SOURCE INFORMATION.

use std::sync::Arc;

use dino_core::model::{GameType, Tier};
use storage::repository::Storage;

use crate::Clock;
use crate::error::AppServicesError;
use crate::profile_service::ProfileService;
use crate::sessions::{GameLoopService, GameSession, SessionHistoryService};
use crate::sound::{SoundBoard, SoundEffects};
use crate::sound_settings_service::SoundSettingsService;

/// Assembles app-facing services over one storage backend.
#[derive(Clone)]
pub struct AppServices {
    game_loop: Arc<GameLoopService>,
    history: Arc<SessionHistoryService>,
    profiles: Arc<ProfileService>,
    sound_settings: Arc<SoundSettingsService>,
}

impl AppServices {
    /// Build services backed by `SQLite` storage.
    ///
    /// # Errors
    ///
    /// Returns `AppServicesError` if storage initialization or loading the
    /// sound settings fails.
    pub async fn new_sqlite(db_url: &str, clock: Clock) -> Result<Self, AppServicesError> {
        let storage = Storage::sqlite(db_url).await?;
        Self::from_storage(storage, clock).await
    }

    /// Build services over in-memory repositories.
    ///
    /// # Errors
    ///
    /// Returns `AppServicesError` if loading the sound settings fails.
    pub async fn in_memory(clock: Clock) -> Result<Self, AppServicesError> {
        Self::from_storage(Storage::in_memory(), clock).await
    }

    async fn from_storage(storage: Storage, clock: Clock) -> Result<Self, AppServicesError> {
        let settings = storage
            .sound_settings
            .get_settings()
            .await?
            .unwrap_or_default();
        let board = Arc::new(SoundBoard::new(settings));
        let sound: Arc<dyn SoundEffects> = board.clone();

        let game_loop = Arc::new(GameLoopService::new(
            clock,
            Arc::clone(&storage.profiles),
            Arc::clone(&storage.summaries),
            sound,
        ));
        let history = Arc::new(SessionHistoryService::new(Arc::clone(&storage.summaries)));
        let profiles = Arc::new(ProfileService::new(Arc::clone(&storage.profiles)));
        let sound_settings = Arc::new(SoundSettingsService::new(
            Arc::clone(&storage.sound_settings),
            board,
        ));

        Ok(Self {
            game_loop,
            history,
            profiles,
            sound_settings,
        })
    }

    /// Start a session, creating the default explorer profile on first use.
    ///
    /// # Errors
    ///
    /// Returns `AppServicesError` if the profile cannot be read or created.
    pub async fn start_game(
        &self,
        game: GameType,
        tier: Tier,
    ) -> Result<GameSession, AppServicesError> {
        self.profiles.ensure_profile().await?;
        Ok(self.game_loop.start_session(game, tier).await?)
    }

    #[must_use]
    pub fn game_loop(&self) -> Arc<GameLoopService> {
        Arc::clone(&self.game_loop)
    }

    #[must_use]
    pub fn history(&self) -> Arc<SessionHistoryService> {
        Arc::clone(&self.history)
    }

    #[must_use]
    pub fn profiles(&self) -> Arc<ProfileService> {
        Arc::clone(&self.profiles)
    }

    #[must_use]
    pub fn sound_settings(&self) -> Arc<SoundSettingsService> {
        Arc::clone(&self.sound_settings)
    }

    #[must_use]
    pub fn sound(&self) -> Arc<SoundBoard> {
        self.sound_settings.board()
    }
}
use std::sync::atomic::{AtomicU64, Ordering};
use std::sync::{Arc, Mutex, PoisonError};

use rand::SeedableRng;
use rand::rngs::StdRng;

use dino_core::model::{GameType, SessionId, Tier};
use storage::repository::{GameSummaryRepository, ProfileRepository};

use super::game::{Answer, AnswerOutcome, Continuation, GameSession};
use crate::Clock;
use crate::error::SessionError;
use crate::profile_store::ProfileStore;
use crate::sound::{SoundEffect, SoundEffects};

/// Orchestrates game sessions: question flow, sounds, rewards and persistence.
#[derive(Clone)]
pub struct GameLoopService {
    clock: Clock,
    profiles: Arc<dyn ProfileRepository>,
    summaries: Arc<dyn GameSummaryRepository>,
    sound: Arc<dyn SoundEffects>,
    rng: Arc<Mutex<StdRng>>,
    next_session_id: Arc<AtomicU64>,
}

impl GameLoopService {
    #[must_use]
    pub fn new(
        clock: Clock,
        profiles: Arc<dyn ProfileRepository>,
        summaries: Arc<dyn GameSummaryRepository>,
        sound: Arc<dyn SoundEffects>,
    ) -> Self {
        Self {
            clock,
            profiles,
            summaries,
            sound,
            rng: Arc::new(Mutex::new(StdRng::from_os_rng())),
            next_session_id: Arc::new(AtomicU64::new(1)),
        }
    }

    /// Replace the random source with a seeded one for reproducible sessions.
    #[must_use]
    pub fn with_seed(mut self, seed: u64) -> Self {
        self.rng = Arc::new(Mutex::new(StdRng::seed_from_u64(seed)));
        self
    }

    fn next_id(&self) -> SessionId {
        SessionId::new(self.next_session_id.fetch_add(1, Ordering::Relaxed))
    }

    /// Start a new session for `game` at `tier`.
    ///
    /// # Errors
    ///
    /// Returns `SessionError::Storage` if the profile cannot be read.
    pub async fn start_session(
        &self,
        game: GameType,
        tier: Tier,
    ) -> Result<GameSession, SessionError> {
        let store = ProfileStore::new(self.profiles.get_profile().await?);
        let id = self.next_id();
        let session = {
            let mut rng = self.rng.lock().unwrap_or_else(PoisonError::into_inner);
            GameSession::start(
                id,
                game,
                tier,
                store.high_score(game),
                self.clock.now(),
                &mut *rng,
            )
        };
        self.sound.play(SoundEffect::Click);
        tracing::info!(session = %id, game = game.as_str(), tier = tier.as_str(), "session started");
        Ok(session)
    }

    /// Start over with the same game and tier.
    ///
    /// The new session gets a fresh id, so continuations handed out by the
    /// old one are rejected.
    ///
    /// # Errors
    ///
    /// Returns `SessionError::Storage` if the profile cannot be read.
    pub async fn restart(&self, session: &GameSession) -> Result<GameSession, SessionError> {
        self.start_session(session.game(), session.tier()).await
    }

    /// Record `answer` and, when it ends the session, apply the reward and
    /// persist the results.
    ///
    /// # Errors
    ///
    /// Returns the `GameSession::answer` errors, or `SessionError::Storage`
    /// if the results cannot be persisted.
    pub async fn answer(
        &self,
        session: &mut GameSession,
        answer: Answer,
    ) -> Result<AnswerOutcome, SessionError> {
        let mut outcome = session.answer(answer, self.clock.now())?;
        self.sound.play(if outcome.is_correct {
            SoundEffect::Correct
        } else {
            SoundEffect::Wrong
        });
        tracing::debug!(
            session = %session.id(),
            question = session.question_index(),
            correct = outcome.is_correct,
            score = outcome.state.current_score(),
            lives = outcome.state.lives(),
            "answer recorded"
        );

        if outcome.is_final() {
            outcome.summary_id = Some(self.finalize(session).await?);
            outcome.reward = session.reward().cloned();
        }
        Ok(outcome)
    }

    /// Move on to the next question after the feedback delay.
    ///
    /// # Errors
    ///
    /// Returns `SessionError::StaleContinuation` for a token from another
    /// session or an already consumed question.
    pub fn advance(
        &self,
        session: &mut GameSession,
        token: Continuation,
    ) -> Result<(), SessionError> {
        let mut rng = self.rng.lock().unwrap_or_else(PoisonError::into_inner);
        match session.advance(token, &mut *rng) {
            Ok(_) => Ok(()),
            Err(err) => {
                tracing::warn!(
                    session = %session.id(),
                    token_session = %token.session_id(),
                    token_question = token.question_index(),
                    "continuation rejected"
                );
                Err(err)
            }
        }
    }

    /// Pause or resume; returns whether the session is now paused.
    ///
    /// # Errors
    ///
    /// Returns `SessionError::Completed` after the session ended.
    pub fn toggle_pause(&self, session: &mut GameSession) -> Result<bool, SessionError> {
        let paused = session.toggle_pause()?;
        self.sound.play(SoundEffect::Click);
        Ok(paused)
    }

    /// Apply the reward to the stored profile and append the summary.
    ///
    /// Safe to call again after a failed write: the reward is applied once
    /// and the summary appended once.
    ///
    /// # Errors
    ///
    /// Returns `SessionError::NotFinished` while the session is running, or
    /// `SessionError::Storage` if persistence fails.
    pub async fn finalize(&self, session: &mut GameSession) -> Result<i64, SessionError> {
        if !session.is_complete() {
            return Err(SessionError::NotFinished);
        }

        if session.reward().is_none() {
            let mut store = ProfileStore::new(self.profiles.get_profile().await?);
            let reward = store.apply_session_reward(
                session.game(),
                session.tier(),
                session.state().current_score(),
            );
            if let Some(profile) = store.profile() {
                self.profiles.save_profile(profile).await?;
            }
            if !reward.stars.is_zero() {
                self.sound.play(SoundEffect::Achievement);
            }
            tracing::info!(
                session = %session.id(),
                score = reward.final_score,
                stars = reward.stars.value(),
                new_high_score = reward.new_high_score,
                unlocked = reward.unlocked.len(),
                "reward applied"
            );
            session.record_reward(reward)?;
        }

        if let Some(id) = session.summary_id() {
            return Ok(id);
        }
        let summary = session.build_summary()?;
        let id = self.summaries.append_summary(&summary).await?;
        session.set_summary_id(id);
        tracing::info!(session = %session.id(), summary_id = id, "session summary stored");
        Ok(id)
    }
}
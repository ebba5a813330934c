/// Aggregated view of session progress, useful for UI.
#[derive(Debug, Clone, PartialEq, Eq)]
pub struct SessionProgress {
    pub total: u32,
    pub answered: u32,
    pub remaining: u32,
    pub score: u32,
    pub lives: u8,
    pub is_complete: bool,
}
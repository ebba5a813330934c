mod ids;
mod profile;
mod question;
mod session;
mod sound_settings;
mod summary;
mod tier;

pub use ids::{AchievementId, ParseIdError, QuestionId, SessionId};
pub use profile::{
    Achievement, AgeGroup, GameType, ParseGameTypeError, PlayerProfile, ProfileDraft,
    ProfileError, ProfilePatch,
};
pub use question::{Operation, Question};
pub use session::{SessionState, SessionStatePatch};
pub use sound_settings::{SoundSettings, SoundSettingsDraft, SoundSettingsError};
pub use summary::{EndReason, GameSummary, GameSummaryError};
pub use tier::{ParseTierError, Tier};
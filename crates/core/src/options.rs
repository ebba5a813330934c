//! Multiple-choice options around a question's correct answer.

use rand::Rng;
use rand::seq::SliceRandom;

use crate::model::{Question, Tier};
use crate::rules::OPTION_COUNT;

/// Random draws allowed per widening round.
pub const MAX_ATTEMPTS_PER_ROUND: u32 = 100;

/// How many times the distractor range is doubled before falling back to
/// consecutive values above the answer.
pub const MAX_WIDENINGS: u32 = 3;

/// Builds the shuffled option list for `question`.
///
/// A question carrying its own non-empty option list gets it back verbatim.
/// Otherwise the list holds the correct answer plus distinct, non-negative
/// distractors drawn within the tier's range of it.
pub fn synthesize<R: Rng + ?Sized>(question: &Question, tier: Tier, rng: &mut R) -> Vec<String> {
    if let Some(fixed) = question.options() {
        if !fixed.is_empty() {
            return fixed.to_vec();
        }
    }

    let correct = question.correct_answer();
    let mut options = Vec::with_capacity(OPTION_COUNT);
    options.push(correct.to_string());

    let mut range = tier.distractor_range().max(1);
    for _ in 0..=MAX_WIDENINGS {
        draw_distractors(correct, range, rng, &mut options);
        if options.len() >= OPTION_COUNT {
            break;
        }
        range = range.saturating_mul(2);
    }
    fill_above(correct, &mut options);

    options.shuffle(rng);
    options
}

fn draw_distractors<R: Rng + ?Sized>(
    correct: u32,
    range: u32,
    rng: &mut R,
    options: &mut Vec<String>,
) {
    let mut attempts = 0;
    while options.len() < OPTION_COUNT && attempts < MAX_ATTEMPTS_PER_ROUND {
        attempts += 1;
        let offset = i64::from(rng.random_range(1..=range));
        let signed = if rng.random_bool(0.5) { offset } else { -offset };
        let Ok(candidate) = u32::try_from(i64::from(correct) + signed) else {
            continue;
        };
        push_unique(options, candidate);
    }
}

// Deterministic last resort: correct + 1, correct + 2, ...
fn fill_above(correct: u32, options: &mut Vec<String>) {
    let mut step = 1_u32;
    while options.len() < OPTION_COUNT {
        match correct.checked_add(step) {
            Some(candidate) => push_unique(options, candidate),
            None => push_unique(options, correct.saturating_sub(step)),
        }
        step = step.saturating_add(1);
    }
}

fn push_unique(options: &mut Vec<String>, candidate: u32) {
    let text = candidate.to_string();
    if !options.contains(&text) {
        options.push(text);
    }
}

#[cfg(test)]
mod tests {
    use super::*;
    use crate::generator::generate;
    use crate::model::{Operation, QuestionId};
    use rand::SeedableRng;
    use rand::rngs::StdRng;
    use std::collections::HashSet;

    /// Random source stuck at zero: every draw yields the same offset and sign.
    struct ConstantRng;

    impl rand::RngCore for ConstantRng {
        fn next_u32(&mut self) -> u32 {
            0
        }

        fn next_u64(&mut self) -> u64 {
            0
        }

        fn fill_bytes(&mut self, dst: &mut [u8]) {
            dst.fill(0);
        }
    }

    fn assert_valid(options: &[String], question: &Question) {
        assert_eq!(options.len(), OPTION_COUNT);
        let unique: HashSet<_> = options.iter().collect();
        assert_eq!(unique.len(), OPTION_COUNT);
        let correct = question.correct_answer_text();
        assert_eq!(options.iter().filter(|o| **o == correct).count(), 1);
        for option in options {
            assert!(option.parse::<u32>().is_ok(), "negative or garbage: {option}");
        }
    }

    #[test]
    fn generated_option_sets_are_valid() {
        let mut rng = StdRng::seed_from_u64(11);
        for tier in Tier::ALL {
            for _ in 0..500 {
                let question = generate(tier, &mut rng);
                let options = synthesize(&question, tier, &mut rng);
                assert_valid(&options, &question);
            }
        }
    }

    #[test]
    fn distractors_stay_within_the_tier_range_when_possible() {
        let mut rng = StdRng::seed_from_u64(5);
        let question =
            Question::compose(QuestionId::new(1), Tier::Beginner, Operation::Addition, 10, 10);
        for _ in 0..200 {
            let options = synthesize(&question, Tier::Beginner, &mut rng);
            for option in &options {
                let value: i64 = option.parse().unwrap();
                assert!((value - 20).abs() <= 3);
            }
        }
    }

    #[test]
    fn zero_answer_still_gets_four_options() {
        let mut rng = StdRng::seed_from_u64(3);
        let question =
            Question::compose(QuestionId::new(1), Tier::Beginner, Operation::Subtraction, 4, 4);
        assert_eq!(question.correct_answer(), 0);
        for _ in 0..200 {
            let options = synthesize(&question, Tier::Beginner, &mut rng);
            assert_valid(&options, &question);
        }
    }

    #[test]
    fn degenerate_random_source_terminates() {
        let mut rng = ConstantRng;
        let question =
            Question::compose(QuestionId::new(1), Tier::Beginner, Operation::Subtraction, 2, 2);
        let options = synthesize(&question, Tier::Beginner, &mut rng);
        assert_valid(&options, &question);
    }

    #[test]
    fn fixed_options_are_returned_verbatim() {
        let mut rng = StdRng::seed_from_u64(1);
        let fixed = vec!["3".to_string(), "1".to_string(), "2".to_string()];
        let question =
            Question::compose(QuestionId::new(1), Tier::Beginner, Operation::Addition, 1, 1)
                .with_options(fixed.clone());
        assert_eq!(synthesize(&question, Tier::Beginner, &mut rng), fixed);
    }

    #[test]
    fn empty_fixed_options_fall_back_to_generation() {
        let mut rng = StdRng::seed_from_u64(1);
        let question =
            Question::compose(QuestionId::new(1), Tier::Advanced, Operation::Addition, 1, 1)
                .with_options(Vec::new());
        let options = synthesize(&question, Tier::Advanced, &mut rng);
        assert_valid(&options, &question);
    }
}
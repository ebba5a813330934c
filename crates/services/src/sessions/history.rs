use chrono::{DateTime, Utc};
use std::sync::Arc;

use dino_core::model::{EndReason, GameSummary, GameType, Tier};
use storage::repository::{GameSummaryRepository, GameSummaryRow};

use crate::error::SessionError;

/// Storage identifier for a persisted game summary.
pub type GameSummaryId = i64;

/// Presentation-agnostic list item for one finished session.
#[derive(Debug, Clone, PartialEq, Eq)]
pub struct GameSummaryListItem {
    pub id: GameSummaryId,
    pub game: GameType,
    pub tier: Tier,
    pub completed_at: DateTime<Utc>,

    pub final_score: u32,
    pub correct: u32,
    pub wrong: u32,
    pub stars: u8,
    pub ended_by: EndReason,
}

impl GameSummaryListItem {
    #[must_use]
    pub fn from_row(row: &GameSummaryRow) -> Self {
        Self::from_summary(row.id, &row.summary)
    }

    #[must_use]
    pub fn from_summary(id: GameSummaryId, summary: &GameSummary) -> Self {
        Self {
            id,
            game: summary.game(),
            tier: summary.tier(),
            completed_at: summary.completed_at(),
            final_score: summary.final_score(),
            correct: summary.correct(),
            wrong: summary.wrong(),
            stars: summary.stars().value(),
            ended_by: summary.ended_by(),
        }
    }
}

/// Read side of finished sessions for the parent dashboard.
#[derive(Clone)]
pub struct SessionHistoryService {
    summaries: Arc<dyn GameSummaryRepository>,
}

impl SessionHistoryService {
    #[must_use]
    pub fn new(summaries: Arc<dyn GameSummaryRepository>) -> Self {
        Self { summaries }
    }

    #[must_use]
    pub fn in_memory() -> Self {
        Self::new(Arc::new(storage::repository::InMemoryRepository::new()))
    }

    /// Newest sessions first, optionally for one game only.
    ///
    /// # Errors
    ///
    /// Returns `SessionError::Storage` on repository failures.
    pub async fn list_recent(
        &self,
        game: Option<GameType>,
        limit: u32,
    ) -> Result<Vec<GameSummaryListItem>, SessionError> {
        let rows = self.summaries.list_summaries(game, limit).await?;
        Ok(rows.iter().map(GameSummaryListItem::from_row).collect())
    }

    /// # Errors
    ///
    /// Returns `SessionError::Storage` if the summary is missing or cannot be read.
    pub async fn get_summary(&self, id: GameSummaryId) -> Result<GameSummary, SessionError> {
        Ok(self.summaries.get_summary(id).await?)
    }
}
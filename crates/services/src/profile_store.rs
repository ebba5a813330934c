use dino_core::model::{AchievementId, GameType, PlayerProfile, ProfilePatch, Tier};
use dino_core::scoring::{SessionReward, apply_reward, compute_stars};

/// Holds the current player's profile, if anyone is signed in.
///
/// Every mutation on an absent profile is a no-op.
#[derive(Debug, Clone, Default, PartialEq, Eq)]
pub struct ProfileStore {
    profile: Option<PlayerProfile>,
}

impl ProfileStore {
    #[must_use]
    pub fn new(profile: Option<PlayerProfile>) -> Self {
        Self { profile }
    }

    #[must_use]
    pub fn profile(&self) -> Option<&PlayerProfile> {
        self.profile.as_ref()
    }

    #[must_use]
    pub fn into_profile(self) -> Option<PlayerProfile> {
        self.profile
    }

    #[must_use]
    pub fn is_signed_in(&self) -> bool {
        self.profile.is_some()
    }

    /// Name to greet the player with; falls back to the explorer name.
    #[must_use]
    pub fn display_name(&self) -> &str {
        self.profile
            .as_ref()
            .map_or(PlayerProfile::DEFAULT_NAME, PlayerProfile::display_name)
    }

    #[must_use]
    pub fn high_score(&self, game: GameType) -> u32 {
        self.profile.as_ref().map_or(0, |p| p.high_score(game))
    }

    pub fn set_profile(&mut self, profile: PlayerProfile) {
        self.profile = Some(profile);
    }

    pub fn update_profile(&mut self, patch: ProfilePatch) {
        self.profile = self.profile.take().map(|p| p.apply(patch));
    }

    pub fn add_stars(&mut self, stars: u32) {
        self.profile = self.profile.take().map(|p| p.add_stars(stars));
    }

    pub fn unlock_achievement(&mut self, id: AchievementId) {
        self.profile = self.profile.take().map(|p| p.unlock_achievement(id));
    }

    pub fn record_high_score(&mut self, game: GameType, score: u32) {
        self.profile = self.profile.take().map(|p| p.raise_high_score(game, score));
    }

    pub fn clear(&mut self) {
        self.profile = None;
    }

    /// Applies the end-of-session reward.
    ///
    /// Without a profile the stars are still computed for display, but nothing
    /// is recorded.
    pub fn apply_session_reward(
        &mut self,
        game: GameType,
        tier: Tier,
        final_score: u32,
    ) -> SessionReward {
        match self.profile.take() {
            Some(profile) => {
                let (profile, reward) = apply_reward(profile, game, tier, final_score);
                self.profile = Some(profile);
                reward
            }
            None => SessionReward {
                game,
                tier,
                final_score,
                stars: compute_stars(tier, final_score),
                new_high_score: false,
                unlocked: Vec::new(),
            },
        }
    }
}
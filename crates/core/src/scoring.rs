//! Star rating and end-of-session rewards.

use serde::{Deserialize, Serialize};
use std::fmt;

use crate::model::{AchievementId, GameSummaryError, GameType, PlayerProfile, Tier};

//
// ─── STARS ─────────────────────────────────────────────────────────────────────
//

/// Star rating of one session, always in `0..=3`.
#[derive(Debug, Clone, Copy, PartialEq, Eq, PartialOrd, Ord, Hash, Serialize, Deserialize)]
pub struct Stars(u8);

impl Stars {
    pub const ZERO: Stars = Stars(0);
    pub const MAX: Stars = Stars(3);

    #[must_use]
    pub fn value(self) -> u8 {
        self.0
    }

    #[must_use]
    pub fn is_zero(self) -> bool {
        self.0 == 0
    }
}

impl TryFrom<u8> for Stars {
    type Error = GameSummaryError;

    fn try_from(value: u8) -> Result<Self, Self::Error> {
        if value > Self::MAX.0 {
            return Err(GameSummaryError::InvalidStars(value));
        }
        Ok(Self(value))
    }
}

impl fmt::Display for Stars {
    fn fmt(&self, f: &mut fmt::Formatter<'_>) -> fmt::Result {
        write!(f, "{}", self.0)
    }
}

//
// ─── THRESHOLDS ────────────────────────────────────────────────────────────────
//

/// Minimum final score for one, two and three stars.
#[derive(Debug, Clone, Copy, PartialEq, Eq)]
pub struct StarThresholds {
    pub one: u32,
    pub two: u32,
    pub three: u32,
}

impl StarThresholds {
    #[must_use]
    pub fn for_tier(tier: Tier) -> Self {
        match tier {
            Tier::Beginner => Self {
                one: 30,
                two: 50,
                three: 80,
            },
            Tier::Intermediate => Self {
                one: 60,
                two: 100,
                three: 150,
            },
            Tier::Advanced => Self {
                one: 90,
                two: 150,
                three: 200,
            },
        }
    }
}

/// Stars earned by `final_score` at `tier`.
#[must_use]
pub fn compute_stars(tier: Tier, final_score: u32) -> Stars {
    let t = StarThresholds::for_tier(tier);
    if final_score >= t.three {
        Stars(3)
    } else if final_score >= t.two {
        Stars(2)
    } else if final_score >= t.one {
        Stars(1)
    } else {
        Stars::ZERO
    }
}

//
// ─── REWARD ────────────────────────────────────────────────────────────────────
//

/// What a finished session changed on the profile.
#[derive(Debug, Clone, PartialEq, Eq)]
pub struct SessionReward {
    pub game: GameType,
    pub tier: Tier,
    pub final_score: u32,
    pub stars: Stars,
    pub new_high_score: bool,
    pub unlocked: Vec<AchievementId>,
}

/// Applies the end-of-session reward to `profile`.
///
/// Raises the high score for `game` when beaten, adds the earned stars,
/// unlocks achievements whose required score was reached and records `game`
/// as last played.
#[must_use]
pub fn apply_reward(
    profile: PlayerProfile,
    game: GameType,
    tier: Tier,
    final_score: u32,
) -> (PlayerProfile, SessionReward) {
    let stars = compute_stars(tier, final_score);
    let new_high_score = final_score > profile.high_score(game);

    let unlocked: Vec<AchievementId> = profile
        .achievements()
        .iter()
        .filter(|a| !a.is_unlocked && a.required_score <= final_score)
        .map(|a| a.id)
        .collect();

    let mut profile = profile.played(game);
    if new_high_score {
        profile = profile.raise_high_score(game, final_score);
    }
    if !stars.is_zero() {
        profile = profile.add_stars(u32::from(stars.value()));
    }
    for id in &unlocked {
        profile = profile.unlock_achievement(*id);
    }

    let reward = SessionReward {
        game,
        tier,
        final_score,
        stars,
        new_high_score,
        unlocked,
    };
    (profile, reward)
}

#[cfg(test)]
mod tests {
    use super::*;

    #[test]
    fn documented_scenarios() {
        assert_eq!(compute_stars(Tier::Beginner, 85), Stars(3));
        assert_eq!(compute_stars(Tier::Intermediate, 100), Stars(2));
        assert_eq!(compute_stars(Tier::Advanced, 89), Stars::ZERO);
    }

    #[test]
    fn thresholds_are_inclusive() {
        for tier in Tier::ALL {
            let t = StarThresholds::for_tier(tier);
            assert_eq!(compute_stars(tier, t.one - 1).value(), 0);
            assert_eq!(compute_stars(tier, t.one).value(), 1);
            assert_eq!(compute_stars(tier, t.two).value(), 2);
            assert_eq!(compute_stars(tier, t.three).value(), 3);
            assert_eq!(compute_stars(tier, u32::MAX), Stars::MAX);
        }
    }

    #[test]
    fn compute_stars_is_pure() {
        for score in (0..=300).step_by(10) {
            for tier in Tier::ALL {
                assert_eq!(compute_stars(tier, score), compute_stars(tier, score));
            }
        }
    }

    #[test]
    fn stars_reject_out_of_range() {
        assert!(Stars::try_from(3_u8).is_ok());
        assert_eq!(
            Stars::try_from(4_u8).unwrap_err(),
            GameSummaryError::InvalidStars(4)
        );
    }

    #[test]
    fn reward_updates_high_score_stars_and_achievements() {
        let profile = PlayerProfile::explorer();
        let (profile, reward) = apply_reward(profile, GameType::Math, Tier::Beginner, 60);

        assert_eq!(reward.stars, Stars(2));
        assert!(reward.new_high_score);
        assert_eq!(
            reward.unlocked,
            vec![AchievementId::new(1), AchievementId::new(2)]
        );
        assert_eq!(profile.star_total(), 2);
        assert_eq!(profile.high_score(GameType::Math), 60);
        assert_eq!(profile.last_played(), Some(GameType::Math));
    }

    #[test]
    fn lower_score_keeps_high_score_and_adds_no_stars_on_zero() {
        let profile = PlayerProfile::explorer().raise_high_score(GameType::Math, 90);
        let (profile, reward) = apply_reward(profile, GameType::Math, Tier::Advanced, 20);

        assert!(!reward.new_high_score);
        assert!(reward.stars.is_zero());
        assert_eq!(profile.high_score(GameType::Math), 90);
        assert_eq!(profile.star_total(), 0);
    }

    #[test]
    fn unlocked_achievements_are_not_reported_twice() {
        let (profile, first) =
            apply_reward(PlayerProfile::explorer(), GameType::Math, Tier::Beginner, 10);
        assert_eq!(first.unlocked, vec![AchievementId::new(1)]);
        let (_, second) = apply_reward(profile, GameType::Math, Tier::Beginner, 10);
        assert!(second.unlocked.is_empty());
    }
}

YOUR INSTRUCTIONS. Copy each line holding the word "rngs" from the listing above.

RESPONSE TO THE EXERCISE.
use rand::rngs::StdRng;
    use rand::rngs::StdRng;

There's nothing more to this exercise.